Wine & Politics – how the British Isles came to fall in love with Portuguese wines
In 1679, the English Parliament banned all imports of French wine since they were hostile towards king Charles II and he made money directly from the import tariffs for French wine. This law boosted the import of wine from Portugal, which went from 427 tuns in 1678 to over 14,000 tuns in 1685. (Although, some of these tuns might have been French wines in disguise.)
In 1703, England inked a treaty with Portugal stipulating that English textiles could be imported to Portugal duty free and that England could not charge a higher import duty for Portuguese wines than for French wines. This naturally made it even more alluring to import wine from Portugal to England, and the “very agreeable, sweetish and extremely smooth” type fortified with distilled spirit was especially popular among the English.

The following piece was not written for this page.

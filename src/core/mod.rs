pub mod config;
pub mod error;
pub mod shutdown;
pub mod types;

At this point in history, a majority of the merchants exporting wine from Portugal were English, Scottish or Irish, but native Portuguese exporters also existed, as well as quite a few of German or Dutch origin. The dominance of the British Isles can still be seen when we take a look at prominent port Shippers and brands; the list includes plenty of Anglo-sounding names such as Taylor, Croft, Cockburn, Broadbent, and Gould Campbell.
One of the earliest protected geographical indications for wine
In 1756, Companhia Geral da Agricultura das Vinhas do Alto Douro (C.G.A.V.A.D) was formed to guarantee the quality of the wine produced in the Upper Douro region and regulate which port wine that could be exported and which would be for domestic consumption. C.G.A.V.A.D also managed the protected geographical indication, which makes the Upper Douro one of the oldest protected geographical indications for wine in Europe; only Chianti in Tuscany (protected since 1716) and Tokaj-Hegyalja in Hungary (protected since 1730) are older.